La primera pasta dentífrica mencionada en la historia escrita fue ideada por médicos egipcios hace cuatro mil años. Altamente abrasiva y dotada de un intenso sabor, se fabricaba con piedra pómez pulverizada y un fuerte vinagre de vino, y era aplicada con un palito. Según los criterios modernos, resultaba considerablemente más atractiva que la primera pasta dentífrica romana, elaborada con orina humana, sin contar con que, al ser líquida, servía también de enjuague. Los médicos romanos del siglo I sostenían que cepillar los dientes con orina los blanqueaba y los aseguraba más sólidamente a sus alvéolos.
Las mujeres romanas de clase alta pagaban muy cara la orina lusitana, considerada la más valiosa, puesto que, según se decía, era la más fuerte del continente. Los historiadores del arte dental creen que esto pudo ser cierto, pero tan sólo debido a que el líquido llegaba desde el actual Portugal a través de un largo itinerario terrestre. La orina, como componente activo de las pastas dentífricas y en los enjuagues, seguía siendo utilizada en el siglo XVIII. En realidad, aunque sin saberlo, los antiguos dentistas aprovechaban las moléculas limpiadoras del amoníaco contenido en la orina, moléculas que más tarde serían utilizadas en las modernas pastas dentífricas.
Con la caída del Imperio Romano, la técnica y la higiene dental se deterioraron rápidamente en Europa. Durante quinientos años, los hombres aliviaron sus dolores de muelas con medicamentos caseros y extracciones de tipo artesanal. Los escritos del médico persa Rhazes, del siglo X, señalan un renacimiento de la higiene dental, así como un perfeccionamiento en sus técnicas. Rhazes fue el primer médico que recomendó los empastes de cavidades. Utilizaba una pasta espesa elaborada con alumbre (contenía amonio y hierro) y mástique, una resina amarillenta procedente de un arbolillo perenne mediterráneo de la familia del anacardo. En aquellos tiempos, el mástique era un ingrediente esencial en los barnices y los adhesivos.

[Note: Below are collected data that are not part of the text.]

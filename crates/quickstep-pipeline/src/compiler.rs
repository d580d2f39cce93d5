//! The long-lived compiler object and its per-build context snapshot.

use crate::compilation::Compilation;
use crate::hooks::CompilationHook;
use quickstep_engine::SharedTransformEngine;

/// The slice of host compiler configuration the suite consumes.
#[derive(Debug, Clone, Default)]
pub struct CompilerOptions {
    /// Source-map mode string, e.g. `"source-map"` or `"eval"`. Plugins
    /// without an explicit source-map setting inherit their behavior from
    /// whether this contains the substring `"source-map"`.
    pub devtool: Option<String>,
}

/// Hook surface of the compiler.
#[derive(Debug, Default)]
pub struct CompilerHooks {
    /// Fired once per compilation, before any asset work.
    pub compilation: CompilationHook,
}

/// Long-lived host object that drives compilations.
///
/// The transform engine is injected here once by the host's setup step;
/// every compilation reads the same handle through its [`BuildContext`].
#[derive(Debug)]
pub struct Compiler {
    pub options: CompilerOptions,
    /// The shared transform-engine handle, when the setup step installed one.
    pub engine: Option<SharedTransformEngine>,
    pub hooks: CompilerHooks,
}

impl Compiler {
    pub fn new(options: CompilerOptions) -> Self {
        Self {
            options,
            engine: None,
            hooks: CompilerHooks::default(),
        }
    }

    /// Install the shared engine handle.
    pub fn set_engine(&mut self, engine: SharedTransformEngine) {
        self.engine = Some(engine);
    }

    /// Start a compilation.
    ///
    /// Snapshots the engine handle and devtool setting into a
    /// [`BuildContext`], fires the compilation taps so plugins can bind to
    /// the compilation's pipeline shape, and hands the context back for the
    /// host to thread through the asset-pipeline drivers.
    ///
    /// # Errors
    ///
    /// Propagates the first failing compilation tap, aborting the build
    /// before any asset work.
    pub fn run_compilation(&self, compilation: &mut Compilation) -> anyhow::Result<BuildContext> {
        let ctx = BuildContext {
            engine: self.engine.clone(),
            devtool: self.options.devtool.clone(),
        };
        tracing::debug!(
            "[quickstep-pipeline] compilation starting (engine: {}, devtool: {:?})",
            if ctx.engine.is_some() { "installed" } else { "absent" },
            ctx.devtool
        );
        self.hooks.compilation.call(compilation, &ctx)?;
        Ok(ctx)
    }
}

impl Default for Compiler {
    fn default() -> Self {
        Self::new(CompilerOptions::default())
    }
}

/// Per-compilation snapshot of what plugins read from the compiler.
///
/// Immutable once taken: a compilation observes one engine handle and one
/// devtool setting for its whole lifetime.
#[derive(Debug, Clone, Default)]
pub struct BuildContext {
    /// The shared transform-engine handle, when installed.
    pub engine: Option<SharedTransformEngine>,
    /// The compiler's source-map mode string.
    pub devtool: Option<String>,
}
//! One build pass and its hook surface.

use crate::asset::Assets;
use crate::chunk::Chunk;
use crate::compiler::BuildContext;
use crate::hooks::{ChunkHashHook, OptimizeChunkAssetsHook, ProcessAssetsHook};
use crate::stats::StatsPrinter;
use std::hash::Hasher;

/// Which asset-pipeline generation the host exposes.
///
/// The two shapes are mutually exclusive; a compilation carries exactly one,
/// declared at construction. Plugins match on this once, inside their
/// compilation tap, and bind to whichever hook is present.
#[derive(Debug)]
pub enum AssetPipelineHooks {
    /// The staged, named asset-processing hook plus a stats printer.
    Modern {
        process_assets: ProcessAssetsHook,
        stats: StatsPrinter,
    },
    /// The flat per-chunk optimization hook. No stats printer on this
    /// generation.
    Legacy {
        optimize_chunk_assets: OptimizeChunkAssetsHook,
    },
}

/// Hook surface of one compilation.
#[derive(Debug)]
pub struct CompilationHooks {
    /// Fired while the host folds data into its chunk-hash stream.
    pub chunk_hash: ChunkHashHook,
    /// The asset-pipeline shape this host exposes.
    pub pipeline: AssetPipelineHooks,
}

/// One build pass: the asset store, the chunk list, and the hooks.
///
/// A plugin's lifecycle against a compilation is two states only: awaiting
/// the compilation-start tap, then bound to the pipeline shape. Binding is
/// irreversible and nothing here cancels.
#[derive(Debug)]
pub struct Compilation {
    pub assets: Assets,
    pub chunks: Vec<Chunk>,
    pub hooks: CompilationHooks,
}

impl Compilation {
    /// A compilation whose host exposes the staged asset-processing shape.
    pub fn modern() -> Self {
        Self {
            assets: Assets::new(),
            chunks: Vec::new(),
            hooks: CompilationHooks {
                chunk_hash: ChunkHashHook::new(),
                pipeline: AssetPipelineHooks::Modern {
                    process_assets: ProcessAssetsHook::new(),
                    stats: StatsPrinter::new(),
                },
            },
        }
    }

    /// A compilation whose host exposes the flat per-chunk shape.
    pub fn legacy(chunks: Vec<Chunk>) -> Self {
        Self {
            assets: Assets::new(),
            chunks,
            hooks: CompilationHooks {
                chunk_hash: ChunkHashHook::new(),
                pipeline: AssetPipelineHooks::Legacy {
                    optimize_chunk_assets: OptimizeChunkAssetsHook::new(),
                },
            },
        }
    }

    /// Drive the asset pipeline, whichever shape is present.
    ///
    /// Modern hosts run the staged hook over the full store; legacy hosts
    /// run the per-chunk hook with the chunk list.
    pub async fn process_assets(&mut self, ctx: &BuildContext) -> anyhow::Result<()> {
        let Self { assets, chunks, hooks } = self;
        match &hooks.pipeline {
            AssetPipelineHooks::Modern { process_assets, .. } => {
                process_assets.run(assets, ctx).await
            }
            AssetPipelineHooks::Legacy { optimize_chunk_assets } => {
                optimize_chunk_assets.run(chunks, assets, ctx).await
            }
        }
    }

    /// Fold registered chunk-hash contributions into the host's hasher.
    pub fn chunk_hash(&self, chunk: &Chunk, hasher: &mut dyn Hasher) {
        self.hooks.chunk_hash.call(chunk, hasher);
    }

    /// Render the stats badges for one asset's metadata.
    ///
    /// Only the modern shape carries a stats printer; on the legacy shape
    /// this is always empty.
    pub fn render_asset_flags(&self, name: &str) -> Vec<String> {
        let AssetPipelineHooks::Modern { stats, .. } = &self.hooks.pipeline else {
            return Vec::new();
        };
        let Some(asset) = self.assets.get(name) else {
            return Vec::new();
        };

        let mut flags = Vec::new();
        flags.extend(stats.render("asset.info.minimized", asset.info.minimized));
        flags.extend(stats.render("asset.info.development", asset.info.development));
        flags.extend(stats.render("asset.info.immutable", asset.info.immutable));
        flags
    }
}
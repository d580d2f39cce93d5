//! Lifecycle hook registries.
//!
//! Each registry covers one point in the host's build lifecycle: hosts fire
//! the hook, plugins register taps. Sync taps are plain closures; async taps
//! that mutate the asset store are trait objects so their futures can borrow
//! the store.

use crate::asset::Assets;
use crate::chunk::Chunk;
use crate::compilation::Compilation;
use crate::compiler::BuildContext;
use anyhow::Context as _;
use async_trait::async_trait;
use std::fmt;
use std::hash::Hasher;
use std::sync::Arc;

/// Numeric position of a staged asset-processing tap.
///
/// Taps run sequentially in ascending stage order; taps sharing a stage run
/// in registration order.
pub type ProcessAssetsStage = i32;

/// Add additional assets to the compilation.
pub const PROCESS_ASSETS_STAGE_ADDITIONAL: ProcessAssetsStage = -2000;
/// Optimize existing assets in a general way.
pub const PROCESS_ASSETS_STAGE_OPTIMIZE: ProcessAssetsStage = 100;
/// Optimize the size of existing assets, e.g. by minimizing.
pub const PROCESS_ASSETS_STAGE_OPTIMIZE_SIZE: ProcessAssetsStage = 400;
/// Summarize the finished asset set, e.g. into a manifest.
pub const PROCESS_ASSETS_STAGE_SUMMARIZE: ProcessAssetsStage = 1000;
/// Report on the finished asset set.
pub const PROCESS_ASSETS_STAGE_REPORT: ProcessAssetsStage = 5000;

/// An async tap on the staged asset-processing hook (modern shape).
#[async_trait]
pub trait ProcessAssetsTap: Send + Sync {
    /// Process the compilation's assets in place.
    async fn process_assets(&self, assets: &mut Assets, ctx: &BuildContext) -> anyhow::Result<()>;
}

struct StagedTap {
    name: String,
    stage: ProcessAssetsStage,
    tap: Arc<dyn ProcessAssetsTap>,
}

/// Registry for the modern, staged asset-processing shape.
#[derive(Default)]
pub struct ProcessAssetsHook {
    taps: Vec<StagedTap>,
}

impl ProcessAssetsHook {
    pub fn new() -> Self {
        Self::default()
    }

    /// Register a tap at the given stage.
    pub fn tap(
        &mut self,
        name: impl Into<String>,
        stage: ProcessAssetsStage,
        tap: Arc<dyn ProcessAssetsTap>,
    ) {
        self.taps.push(StagedTap {
            name: name.into(),
            stage,
            tap,
        });
    }

    /// Run every tap over the store, lowest stage first.
    ///
    /// The first failing tap aborts the rest; its name is attached as
    /// context on the error.
    pub async fn run(&self, assets: &mut Assets, ctx: &BuildContext) -> anyhow::Result<()> {
        let mut ordered: Vec<&StagedTap> = self.taps.iter().collect();
        // Stable sort keeps registration order within a stage.
        ordered.sort_by_key(|tap| tap.stage);

        for entry in ordered {
            tracing::trace!(
                "[quickstep-pipeline] process_assets tap '{}' (stage {})",
                entry.name,
                entry.stage
            );
            entry
                .tap
                .process_assets(assets, ctx)
                .await
                .with_context(|| format!("process_assets tap '{}' failed", entry.name))?;
        }
        Ok(())
    }

    pub fn len(&self) -> usize {
        self.taps.len()
    }

    pub fn is_empty(&self) -> bool {
        self.taps.is_empty()
    }
}

impl fmt::Debug for ProcessAssetsHook {
    fn fmt(&self, f: &mut fmt::Formatter<'_>) -> fmt::Result {
        f.debug_struct("ProcessAssetsHook")
            .field("taps", &self.taps.len())
            .finish()
    }
}

/// An async tap on the legacy flat per-chunk optimization hook.
#[async_trait]
pub trait OptimizeChunkAssetsTap: Send + Sync {
    /// Optimize the assets named by the given chunks in place.
    async fn optimize_chunk_assets(
        &self,
        chunks: &[Chunk],
        assets: &mut Assets,
        ctx: &BuildContext,
    ) -> anyhow::Result<()>;
}

/// Registry for the legacy per-chunk shape. Taps run in registration order.
#[derive(Default)]
pub struct OptimizeChunkAssetsHook {
    taps: Vec<(String, Arc<dyn OptimizeChunkAssetsTap>)>,
}

impl OptimizeChunkAssetsHook {
    pub fn new() -> Self {
        Self::default()
    }

    pub fn tap(&mut self, name: impl Into<String>, tap: Arc<dyn OptimizeChunkAssetsTap>) {
        self.taps.push((name.into(), tap));
    }

    /// Run every tap; the first failure aborts the rest.
    pub async fn run(
        &self,
        chunks: &[Chunk],
        assets: &mut Assets,
        ctx: &BuildContext,
    ) -> anyhow::Result<()> {
        for (name, tap) in &self.taps {
            tracing::trace!("[quickstep-pipeline] optimize_chunk_assets tap '{}'", name);
            tap.optimize_chunk_assets(chunks, assets, ctx)
                .await
                .with_context(|| format!("optimize_chunk_assets tap '{name}' failed"))?;
        }
        Ok(())
    }

    pub fn len(&self) -> usize {
        self.taps.len()
    }

    pub fn is_empty(&self) -> bool {
        self.taps.is_empty()
    }
}

impl fmt::Debug for OptimizeChunkAssetsHook {
    fn fmt(&self, f: &mut fmt::Formatter<'_>) -> fmt::Result {
        f.debug_struct("OptimizeChunkAssetsHook")
            .field("taps", &self.taps.len())
            .finish()
    }
}

type CompilationTapFn = Box<dyn Fn(&mut Compilation, &BuildContext) -> anyhow::Result<()> + Send + Sync>;

/// Sync, fallible taps fired once when a compilation starts.
///
/// This is where plugins inspect the compilation's pipeline shape and bind
/// their work to it. A failing tap aborts the build before any asset work.
#[derive(Default)]
pub struct CompilationHook {
    taps: Vec<(String, CompilationTapFn)>,
}

impl CompilationHook {
    pub fn new() -> Self {
        Self::default()
    }

    pub fn tap<F>(&mut self, name: impl Into<String>, tap: F)
    where
        F: Fn(&mut Compilation, &BuildContext) -> anyhow::Result<()> + Send + Sync + 'static,
    {
        self.taps.push((name.into(), Box::new(tap)));
    }

    /// Fire every tap in registration order; the first failure aborts.
    pub fn call(&self, compilation: &mut Compilation, ctx: &BuildContext) -> anyhow::Result<()> {
        for (name, tap) in &self.taps {
            tracing::trace!("[quickstep-pipeline] compilation tap '{}'", name);
            tap(compilation, ctx).with_context(|| format!("compilation tap '{name}' failed"))?;
        }
        Ok(())
    }

    pub fn len(&self) -> usize {
        self.taps.len()
    }

    pub fn is_empty(&self) -> bool {
        self.taps.is_empty()
    }
}

impl fmt::Debug for CompilationHook {
    fn fmt(&self, f: &mut fmt::Formatter<'_>) -> fmt::Result {
        f.debug_struct("CompilationHook")
            .field("taps", &self.taps.len())
            .finish()
    }
}

type ChunkHashTapFn = Box<dyn Fn(&Chunk, &mut dyn Hasher) + Send + Sync>;

/// Sync taps fired while the host folds data into its chunk-hash stream.
///
/// Anything a tap writes into the hasher participates in build
/// invalidation for that chunk.
#[derive(Default)]
pub struct ChunkHashHook {
    taps: Vec<(String, ChunkHashTapFn)>,
}

impl ChunkHashHook {
    pub fn new() -> Self {
        Self::default()
    }

    pub fn tap<F>(&mut self, name: impl Into<String>, tap: F)
    where
        F: Fn(&Chunk, &mut dyn Hasher) + Send + Sync + 'static,
    {
        self.taps.push((name.into(), Box::new(tap)));
    }

    /// Fire every tap in registration order.
    pub fn call(&self, chunk: &Chunk, hasher: &mut dyn Hasher) {
        for (_, tap) in &self.taps {
            tap(chunk, hasher);
        }
    }

    pub fn len(&self) -> usize {
        self.taps.len()
    }

    pub fn is_empty(&self) -> bool {
        self.taps.is_empty()
    }
}

impl fmt::Debug for ChunkHashHook {
    fn fmt(&self, f: &mut fmt::Formatter<'_>) -> fmt::Result {
        f.debug_struct("ChunkHashHook")
            .field("taps", &self.taps.len())
            .finish()
    }
}
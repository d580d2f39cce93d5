//! # quickstep-pipeline
//!
//! Host-side build pipeline that quickstep plugins bind to.
//!
//! This crate models the host surface: a [`Compiler`] holding the installed
//! transform engine, per-build [`Compilation`]s with their asset store and
//! hook registries, and the [`Loader`] calling convention for per-module
//! transforms. It performs no transformation itself; engines implement the
//! `quickstep-engine` capability surface and plugins drive them.
//!
//! Hosts come in two generations. Modern hosts expose a staged, named
//! asset-processing hook plus a stats printer; legacy hosts expose a flat
//! per-chunk optimization hook. [`AssetPipelineHooks`] makes the shape an
//! explicit, exhaustive choice so plugins bind to exactly one.

pub mod asset;
pub mod chunk;
pub mod compilation;
pub mod compiler;
pub mod hooks;
pub mod loader;
pub mod source;
pub mod stats;

pub use asset::{Asset, AssetInfo, Assets};
pub use chunk::Chunk;
pub use compilation::{AssetPipelineHooks, Compilation, CompilationHooks};
pub use compiler::{BuildContext, Compiler, CompilerHooks, CompilerOptions};
pub use hooks::{
    ChunkHashHook, CompilationHook, OptimizeChunkAssetsHook, OptimizeChunkAssetsTap,
    PROCESS_ASSETS_STAGE_ADDITIONAL, PROCESS_ASSETS_STAGE_OPTIMIZE,
    PROCESS_ASSETS_STAGE_OPTIMIZE_SIZE, PROCESS_ASSETS_STAGE_REPORT,
    PROCESS_ASSETS_STAGE_SUMMARIZE, ProcessAssetsHook, ProcessAssetsStage, ProcessAssetsTap,
};
pub use loader::{Loader, LoaderContext, run_loader};
pub use source::{BoxSource, RawSource, Source, SourceMapSource};
pub use stats::{StatsPrinter, StatsStyle};

/// Errors raised by the pipeline's own data structures.
#[derive(Debug, thiserror::Error)]
pub enum PipelineError {
    /// An update targeted a name the asset store has never seen.
    ///
    /// Updates replace; they never create. Seeding new assets goes through
    /// [`Assets::emit`].
    #[error("unknown asset: {name}")]
    UnknownAsset { name: String },
}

Por más perfeccionado que fuera el material de relleno empleado por Rhazes, perforar una cavidad para que aceptara un empaste exigía un alto grado de destreza en el dentista y una resistencia sobrehumana en el paciente. El problema más grave planteado por las primeras fresas dentales era su rotación exasperantemente lenta. El dentista agarraba el instrumento entre su pulgar y su índice y trabajaba manualmente con él, en un sentido y en otro, mientras profundizaba hacia la parte inferior de la pieza.
Hasta el siglo XVIII no aparecería la fresa mecánica, de un tamaño parecido al de un reloj de bolsillo y provista de un mecanismo interior de rotación. Y hasta que el dentista personal de George Washington, John Greenwood, adaptó la rueda de hilar de su madre para este fin, no existió una fresa dental relativamente rápida y accionada con pedal. Por desgracia, el intenso calor que generaba su rápida rotación representaba otro inconveniente, aunque éste se veía compensado porque el dolor duraba menos. (En tanto que la fresa de Greenwood giraba a unas quinientas revoluciones por minuto, los modernos modelos, enfriados por agua, funcionan a más de medio millón de vueltas.)